Furthermore, petitioner suggests that the blueprint of the subdivision plan submitted by respondents cannot approximate substantial compliance with the requirement of Section 17 of P.D. No. 1529. Again, relying on the aforementioned Del Rosario case, petitioner observes that the blueprint in this case, allegedly illegible and unreadable, does not even bear the certification of the Lands Management Bureau.29 Lastly, petitioner attacks respondents’ claim of prior possession. It notes that there is no clear and convincing evidence that respondents and their predecessors-in-interest have been in open, continuous, adverse, public and exclusive possession of Lot Nos. 4 and 5 for 30 years.30

Commenting on the petition, respondents observe that petitioner’s arguments are mere reiterative theses on the issues that have already been addressed by the Court of Appeals in the assailed Decision and Resolution, and that there are no new matters raised which have not yet been previously passed upon. Accordingly, they prayed that the petition be denied.31

We find the petition to be unmeritorious.

Section 17 of P.D. No. 1529, otherwise known as The Property Registration Decree of 1978, materially provides:

Section 17. What and where to file.–The application for land registration shall be filed with the Court of First Instance of the province or city where the land is situated. The applicant shall file, together with the application, all original muniments of titles or copies thereof and a survey plan of the land approved by the Bureau of Lands.

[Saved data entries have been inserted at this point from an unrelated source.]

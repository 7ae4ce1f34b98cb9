// SPDX-License-Identifier: BUSL-1.1
// Copyright (c) 2026 Alfred Jean LLC

//! The state store proper (C2): atomic descriptor read/write for hosts and
//! agents, id-or-unique-prefix lookup (grounded on the teacher's
//! `find_by_prefix` convention in `daemon/src/storage/state/mod.rs`), and
//! name-uniqueness enforcement (§3 invariant 2).

use std::fs;
use std::path::PathBuf;

use fm_core::{AgentDescriptor, AgentId, HostDescriptor, HostId};
use thiserror::Error;

use crate::atomic::write_json_atomic;
use crate::layout::Layout;

#[derive(Debug, Error)]
pub enum StoreError {
    #[error("not found: {0}")]
    NotFound(String),
    #[error("ambiguous prefix {0:?} matches multiple entities")]
    AmbiguousPrefix(String),
    #[error("name {0:?} is already in use")]
    NameInUse(String),
    #[error("corrupt descriptor at {path}: {source}")]
    Corrupt { path: PathBuf, #[source] source: serde_json::Error },
    #[error(transparent)]
    Io(#[from] std::io::Error),
}

impl StoreError {
    pub fn to_error_kind(&self) -> fm_core::ErrorKind {
        match self {
            StoreError::NotFound(_) => fm_core::ErrorKind::NotFound,
            StoreError::AmbiguousPrefix(_) | StoreError::NameInUse(_) => fm_core::ErrorKind::InvalidRequest,
            StoreError::Corrupt { .. } => fm_core::ErrorKind::Integrity,
            StoreError::Io(_) => fm_core::ErrorKind::Internal,
        }
    }
}

#[derive(Clone)]
pub struct StateStore {
    layout: Layout,
}

impl StateStore {
    pub fn new(layout: Layout) -> Self {
        Self { layout }
    }

    pub fn layout(&self) -> &Layout {
        &self.layout
    }

    // -- hosts --------------------------------------------------------

    pub fn write_host(&self, host: &HostDescriptor) -> Result<(), StoreError> {
        let path = self.layout.host_data_json(&host.id);
        write_json_atomic(&path, host)?;
        Ok(())
    }

    pub fn read_host(&self, id: &HostId) -> Result<HostDescriptor, StoreError> {
        let path = self.layout.host_data_json(id);
        read_descriptor(&path)
    }

    /// Resolves `id_or_name_or_prefix` against every host's id, full name,
    /// and unique id-prefix, in that priority order.
    pub fn find_host(&self, id_or_name_or_prefix: &str) -> Result<HostDescriptor, StoreError> {
        let all = self.list_hosts()?;
        find_one(&all, id_or_name_or_prefix, |h| h.id.as_str().to_string(), |h| h.name.clone())
    }

    pub fn list_hosts(&self) -> Result<Vec<HostDescriptor>, StoreError> {
        let dir = self.layout.hosts_dir();
        let mut out = Vec::new();
        let entries = match fs::read_dir(&dir) {
            Ok(e) => e,
            Err(e) if e.kind() == std::io::ErrorKind::NotFound => return Ok(out),
            Err(e) => return Err(e.into()),
        };
        for entry in entries {
            let entry = entry?;
            let data_json = entry.path().join("data.json");
            if data_json.is_file() {
                out.push(read_descriptor(&data_json)?);
            }
        }
        out.sort_by(|a, b| a.created_at_epoch_ms.cmp(&b.created_at_epoch_ms));
        Ok(out)
    }

    /// Returns `true` if any non-destroyed host other than `exclude` already
    /// has this name (§3 invariant 2).
    pub fn host_name_taken(&self, name: &str, exclude: Option<&HostId>) -> Result<bool, StoreError> {
        Ok(self
            .list_hosts()?
            .into_iter()
            .any(|h| !h.destroyed && h.name == name && exclude != Some(&h.id)))
    }

    /// Deletes a host's entire state subtree (used once a host is fully
    /// destroyed and past its tombstone window, or by `gc`).
    pub fn purge_host(&self, id: &HostId) -> Result<(), StoreError> {
        let dir = self.layout.host_dir(id);
        match fs::remove_dir_all(&dir) {
            Ok(()) => Ok(()),
            Err(e) if e.kind() == std::io::ErrorKind::NotFound => Ok(()),
            Err(e) => Err(e.into()),
        }
    }

    // -- agents ---------------------------------------------------------

    pub fn write_agent(&self, agent: &AgentDescriptor) -> Result<(), StoreError> {
        let path = self.layout.agent_data_json(&agent.host_id, &agent.id);
        write_json_atomic(&path, agent)?;
        Ok(())
    }

    pub fn read_agent(&self, host_id: &HostId, id: &AgentId) -> Result<AgentDescriptor, StoreError> {
        let path = self.layout.agent_data_json(host_id, id);
        read_descriptor(&path)
    }

    /// Lists every agent under one host.
    pub fn list_agents_on_host(&self, host_id: &HostId) -> Result<Vec<AgentDescriptor>, StoreError> {
        let dir = self.layout.agents_dir(host_id);
        let mut out = Vec::new();
        let entries = match fs::read_dir(&dir) {
            Ok(e) => e,
            Err(e) if e.kind() == std::io::ErrorKind::NotFound => return Ok(out),
            Err(e) => return Err(e.into()),
        };
        for entry in entries {
            let entry = entry?;
            let data_json = entry.path().join("data.json");
            if data_json.is_file() {
                out.push(read_descriptor(&data_json)?);
            }
        }
        out.sort_by(|a, b| a.created_at_epoch_ms.cmp(&b.created_at_epoch_ms));
        Ok(out)
    }

    /// Lists every agent across every host (used by the fleet enumerator).
    pub fn list_all_agents(&self) -> Result<Vec<AgentDescriptor>, StoreError> {
        let mut out = Vec::new();
        for host in self.list_hosts()? {
            out.extend(self.list_agents_on_host(&host.id)?);
        }
        Ok(out)
    }

    /// Resolves an agent by id, name, or unique id-prefix across the whole
    /// fleet.
    pub fn find_agent(&self, id_or_name_or_prefix: &str) -> Result<AgentDescriptor, StoreError> {
        let all = self.list_all_agents()?;
        find_one(&all, id_or_name_or_prefix, |a| a.id.as_str().to_string(), |a| a.name.clone())
    }

    pub fn agent_name_taken(&self, name: &str, exclude: Option<&AgentId>) -> Result<bool, StoreError> {
        Ok(self
            .list_all_agents()?
            .into_iter()
            .any(|a| !a.destroyed && a.name == name && exclude != Some(&a.id)))
    }

    pub fn purge_agent(&self, host_id: &HostId, id: &AgentId) -> Result<(), StoreError> {
        let dir = self.layout.agent_dir(host_id, id);
        match fs::remove_dir_all(&dir) {
            Ok(()) => Ok(()),
            Err(e) if e.kind() == std::io::ErrorKind::NotFound => Ok(()),
            Err(e) => Err(e.into()),
        }
    }
}

fn read_descriptor<T: serde::de::DeserializeOwned>(path: &std::path::Path) -> Result<T, StoreError> {
    let bytes = fs::read(path).map_err(|e| {
        if e.kind() == std::io::ErrorKind::NotFound {
            StoreError::NotFound(path.display().to_string())
        } else {
            StoreError::Io(e)
        }
    })?;
    serde_json::from_slice(&bytes).map_err(|source| StoreError::Corrupt { path: path.to_path_buf(), source })
}

fn find_one<T: Clone>(
    all: &[T],
    needle: &str,
    id_of: impl Fn(&T) -> String,
    name_of: impl Fn(&T) -> String,
) -> Result<T, StoreError> {
    if let Some(exact) = all.iter().find(|t| id_of(t) == needle) {
        return Ok(exact.clone());
    }
    if let Some(named) = all.iter().find(|t| name_of(t) == needle) {
        return Ok(named.clone());
    }
    let prefix_matches: Vec<&T> = all.iter().filter(|t| id_of(t).starts_with(needle)).collect();
    match prefix_matches.as_slice() {
        [one] => Ok((*one).clone()),
        [] => Err(StoreError::NotFound(needle.to_string())),
        _ => Err(StoreError::AmbiguousPrefix(needle.to_string())),
    }
}

#[cfg(test)]
mod tests {
    use super::*;
    use fm_core::HostDescriptorBuilder;
    use tempfile::tempdir;

    fn store() -> (tempfile::TempDir, StateStore) {
        let dir = tempdir().unwrap();
        let store = StateStore::new(Layout::new(dir.path()));
        (dir, store)
    }

    #[test]
    fn write_then_read_host() {
        let (_dir, store) = store();
        let host = HostDescriptorBuilder::default().name("box").build();
        store.write_host(&host).unwrap();
        let read = store.read_host(&host.id).unwrap();
        assert_eq!(read.name, "box");
    }

    #[test]
    fn find_host_by_name() {
        let (_dir, store) = store();
        let host = HostDescriptorBuilder::default().name("prod-box").build();
        store.write_host(&host).unwrap();
        let found = store.find_host("prod-box").unwrap();
        assert_eq!(found.id, host.id);
    }

    #[test]
    fn find_host_by_unique_id_prefix() {
        let (_dir, store) = store();
        let host = HostDescriptorBuilder::default().name("box").build();
        store.write_host(&host).unwrap();
        let prefix = &host.id.as_str()[..8];
        let found = store.find_host(prefix).unwrap();
        assert_eq!(found.id, host.id);
    }

    #[test]
    fn ambiguous_prefix_is_an_error() {
        use fm_core::HostId;
        let (_dir, store) = store();
        let a = HostDescriptorBuilder::default().name("a").id(HostId::from_string("hst-zzzzzzzzzzzzzzzzz01")).build();
        let b = HostDescriptorBuilder::default().name("b").id(HostId::from_string("hst-zzzzzzzzzzzzzzzzz02")).build();
        store.write_host(&a).unwrap();
        store.write_host(&b).unwrap();
        assert!(matches!(store.find_host("hst-zzz"), Err(StoreError::AmbiguousPrefix(_))));
    }

    #[test]
    fn name_uniqueness_check() {
        let (_dir, store) = store();
        let host = HostDescriptorBuilder::default().name("box").build();
        store.write_host(&host).unwrap();
        assert!(store.host_name_taken("box", None).unwrap());
        assert!(!store.host_name_taken("box", Some(&host.id)).unwrap());
        assert!(!store.host_name_taken("other", None).unwrap());
    }

    #[test]
    fn destroyed_host_name_is_not_taken() {
        let (_dir, store) = store();
        let mut host = HostDescriptorBuilder::default().name("box").build();
        host.destroyed = true;
        store.write_host(&host).unwrap();
        assert!(!store.host_name_taken("box", None).unwrap());
    }

    #[test]
    fn purge_removes_the_whole_subtree() {
        let (_dir, store) = store();
        let host = HostDescriptorBuilder::default().name("box").build();
        store.write_host(&host).unwrap();
        store.purge_host(&host.id).unwrap();
        assert!(matches!(store.read_host(&host.id), Err(StoreError::NotFound(_))));
    }

    #[test]
    fn corrupt_descriptor_is_reported_distinctly() {
        let (_dir, store) = store();
        let host = HostDescriptorBuilder::default().name("box").build();
        let path = store.layout().host_data_json(&host.id);
        fs::create_dir_all(path.parent().unwrap()).unwrap();
        fs::write(&path, b"not json").unwrap();
        assert!(matches!(store.read_host(&host.id), Err(StoreError::Corrupt { .. })));
    }
}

The clerk of court shall not accept any application unless it is shown that the applicant has furnished the Director of Lands with a copy of the application and all annexes.

The provision denotes that it is imperative in an application for original registration that the applicant submit to the court, aside from the original or duplicate copies of the muniments of title, a copy of a duly approved survey plan of the land sought to be registered. The survey plan is indispensable as it provides a reference on the exact identity of the property. This begs the question in the instant case: Does the blueprint copy of the survey plan suffice for compliance with the requirement? In not so many cases,32 it was held that the non-submission, for any reason, of the original tracing cloth plan is fatal to the registration application, since the same is mandatory in original registration of title. For instance, in the Del Rosario case relied on by petitioner, the Court ruled that the submission of the original copy of the duly approved tracing cloth plan is a mandatory condition for land registration as it supplies the means by which to determine the exact metes and bounds of the property. The applicant in that case was unable to submit the original tracing cloth plan of the land he was claiming because apparently, as in the present case, it was previously transmitted by the clerk of court to the LRA. Yet the Court, deeming it the applicant’s obligation to retrieve the plan himself and present it in evidence, denied the application, to wit:

The submission in evidence of the original tracing cloth plan, duly approved by the Bureau of Lands, in cases for application of original registration of land is a mandatory requirement. The reason for this rule is to establish the true identity of the land to ensure that it does not overlap a parcel of land or a portion thereof already covered by a previous land registration, and to forestall the possibility that it will be overlapped by a subsequent registration of any adjoining land.1avvphi1 The failure to comply with this requirement is fatal to petitioner’s application for registration.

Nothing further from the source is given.